═════ Supplied material
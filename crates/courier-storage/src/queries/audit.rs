// SPDX-FileCopyrightText: 2026 Courier Contributors
// SPDX-License-Identifier: MIT OR Apache-2.0

//! Append-only audit trail.

use chrono::{DateTime, Utc};
use courier_core::{AuditEntry, CourierError};
use rusqlite::{Connection, Row, params};

use crate::database::{Database, map_tr_err};
use crate::models::{NewAuditEntry, format_ts, parse_json, parse_ts, to_json};

/// Append an entry inside the caller's transaction.
pub(crate) fn append(
    conn: &Connection,
    request_id: Option<&str>,
    entry: &NewAuditEntry,
    at: DateTime<Utc>,
) -> rusqlite::Result<()> {
    conn.execute(
        "INSERT INTO audit_log (request_id, actor, action, details, created_at)
         VALUES (?1, ?2, ?3, ?4, ?5)",
        params![
            request_id,
            entry.actor,
            entry.action,
            to_json(&entry.details)?,
            format_ts(at),
        ],
    )?;
    Ok(())
}

fn read_entry(row: &Row<'_>) -> rusqlite::Result<AuditEntry> {
    let details: String = row.get(4)?;
    let created_at: String = row.get(5)?;
    Ok(AuditEntry {
        id: row.get(0)?,
        request_id: row.get(1)?,
        actor: row.get(2)?,
        action: row.get(3)?,
        details: parse_json(4, &details)?,
        created_at: parse_ts(5, &created_at)?,
    })
}

/// Entries for one request, oldest first.
pub async fn list_for_request(db: &Database, request_id: &str) -> Result<Vec<AuditEntry>, CourierError> {
    let request_id = request_id.to_string();
    db.connection()
        .call(move |conn| -> Result<Vec<AuditEntry>, rusqlite::Error> {
            let mut stmt = conn.prepare(
                "SELECT id, request_id, actor, action, details, created_at
                 FROM audit_log WHERE request_id = ?1 ORDER BY id ASC",
            )?;
            let rows = stmt.query_map(params![request_id], read_entry)?;
            rows.collect()
        })
        .await
        .map_err(map_tr_err)
}

/// Catalog change entries (no request), newest first.
pub async fn list_catalog_changes(db: &Database, limit: usize) -> Result<Vec<AuditEntry>, CourierError> {
    db.connection()
        .call(move |conn| -> Result<Vec<AuditEntry>, rusqlite::Error> {
            let mut stmt = conn.prepare(
                "SELECT id, request_id, actor, action, details, created_at
                 FROM audit_log WHERE request_id IS NULL ORDER BY id DESC LIMIT ?1",
            )?;
            let rows = stmt.query_map(params![limit as i64], read_entry)?;
            rows.collect()
        })
        .await
        .map_err(map_tr_err)
}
══════════
Exercise objective
Search the entries for the word "SPDX", then list each line that holds it.

Problem solution
// SPDX-FileCopyrightText: 2026 Courier Contributors
// SPDX-License-Identifier: MIT OR Apache-2.0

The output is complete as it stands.